Stored data below:

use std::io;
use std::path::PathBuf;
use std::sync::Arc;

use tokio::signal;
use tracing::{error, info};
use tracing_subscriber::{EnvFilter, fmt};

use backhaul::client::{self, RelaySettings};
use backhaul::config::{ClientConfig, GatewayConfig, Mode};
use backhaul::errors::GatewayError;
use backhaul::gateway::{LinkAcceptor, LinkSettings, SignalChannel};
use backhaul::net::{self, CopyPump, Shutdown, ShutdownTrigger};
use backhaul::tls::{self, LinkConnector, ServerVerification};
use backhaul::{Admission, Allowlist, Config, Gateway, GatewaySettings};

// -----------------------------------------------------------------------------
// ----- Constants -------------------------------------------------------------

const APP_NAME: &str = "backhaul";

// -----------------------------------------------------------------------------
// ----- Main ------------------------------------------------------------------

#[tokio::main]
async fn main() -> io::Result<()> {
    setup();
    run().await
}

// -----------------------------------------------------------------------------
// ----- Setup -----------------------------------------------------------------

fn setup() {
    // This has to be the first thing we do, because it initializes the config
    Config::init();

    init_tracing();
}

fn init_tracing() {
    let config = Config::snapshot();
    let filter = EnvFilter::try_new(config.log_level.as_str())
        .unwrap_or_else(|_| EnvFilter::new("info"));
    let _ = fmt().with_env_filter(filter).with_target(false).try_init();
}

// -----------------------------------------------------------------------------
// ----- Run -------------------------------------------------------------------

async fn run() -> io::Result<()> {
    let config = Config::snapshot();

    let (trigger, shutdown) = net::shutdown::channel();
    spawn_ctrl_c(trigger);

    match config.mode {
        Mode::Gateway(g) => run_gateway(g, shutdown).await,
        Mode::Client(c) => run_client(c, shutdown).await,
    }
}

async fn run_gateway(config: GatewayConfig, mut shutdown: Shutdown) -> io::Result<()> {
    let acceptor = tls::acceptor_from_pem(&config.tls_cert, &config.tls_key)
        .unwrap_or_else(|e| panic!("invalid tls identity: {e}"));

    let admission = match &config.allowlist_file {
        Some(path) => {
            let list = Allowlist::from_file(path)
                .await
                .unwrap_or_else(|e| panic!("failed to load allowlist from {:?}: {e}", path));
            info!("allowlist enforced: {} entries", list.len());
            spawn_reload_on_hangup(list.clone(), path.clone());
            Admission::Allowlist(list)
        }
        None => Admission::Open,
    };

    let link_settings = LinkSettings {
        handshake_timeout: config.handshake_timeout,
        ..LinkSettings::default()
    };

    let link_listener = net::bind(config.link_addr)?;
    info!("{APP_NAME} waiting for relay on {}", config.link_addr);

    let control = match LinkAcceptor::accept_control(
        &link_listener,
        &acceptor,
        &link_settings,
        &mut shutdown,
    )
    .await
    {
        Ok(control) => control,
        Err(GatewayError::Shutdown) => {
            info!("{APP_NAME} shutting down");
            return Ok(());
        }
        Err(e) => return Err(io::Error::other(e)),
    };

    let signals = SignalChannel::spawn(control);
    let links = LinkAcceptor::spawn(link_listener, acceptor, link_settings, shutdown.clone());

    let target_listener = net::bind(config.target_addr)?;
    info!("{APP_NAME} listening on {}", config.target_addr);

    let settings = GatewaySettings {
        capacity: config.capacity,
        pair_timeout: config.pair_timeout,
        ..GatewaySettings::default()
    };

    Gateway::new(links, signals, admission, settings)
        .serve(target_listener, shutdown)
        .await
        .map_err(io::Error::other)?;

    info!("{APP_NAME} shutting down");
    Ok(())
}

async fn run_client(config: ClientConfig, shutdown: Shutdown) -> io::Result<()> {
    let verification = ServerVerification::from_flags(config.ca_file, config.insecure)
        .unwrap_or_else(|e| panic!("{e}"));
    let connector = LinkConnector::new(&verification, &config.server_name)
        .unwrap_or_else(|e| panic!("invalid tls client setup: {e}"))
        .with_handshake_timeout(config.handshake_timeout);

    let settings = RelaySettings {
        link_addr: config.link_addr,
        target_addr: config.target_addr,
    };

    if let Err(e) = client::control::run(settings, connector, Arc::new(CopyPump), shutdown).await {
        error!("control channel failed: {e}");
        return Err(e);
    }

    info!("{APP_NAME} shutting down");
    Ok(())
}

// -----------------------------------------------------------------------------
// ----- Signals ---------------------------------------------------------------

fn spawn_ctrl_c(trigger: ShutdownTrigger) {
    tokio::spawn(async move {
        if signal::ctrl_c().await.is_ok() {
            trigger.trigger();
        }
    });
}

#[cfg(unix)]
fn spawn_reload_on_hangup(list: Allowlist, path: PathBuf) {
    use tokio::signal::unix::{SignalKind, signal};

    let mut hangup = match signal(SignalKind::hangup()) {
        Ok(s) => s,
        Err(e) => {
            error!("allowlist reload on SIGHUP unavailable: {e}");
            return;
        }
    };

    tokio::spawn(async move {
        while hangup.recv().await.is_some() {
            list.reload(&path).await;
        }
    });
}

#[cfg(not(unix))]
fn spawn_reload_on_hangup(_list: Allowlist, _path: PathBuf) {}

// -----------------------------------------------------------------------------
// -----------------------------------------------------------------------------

End of Stored data.

Out of the records, collect only those lines that contain the string "PathBuf".

== Exercise result ==
use std::path::PathBuf;
fn spawn_reload_on_hangup(list: Allowlist, path: PathBuf) {
fn spawn_reload_on_hangup(_list: Allowlist, _path: PathBuf) {}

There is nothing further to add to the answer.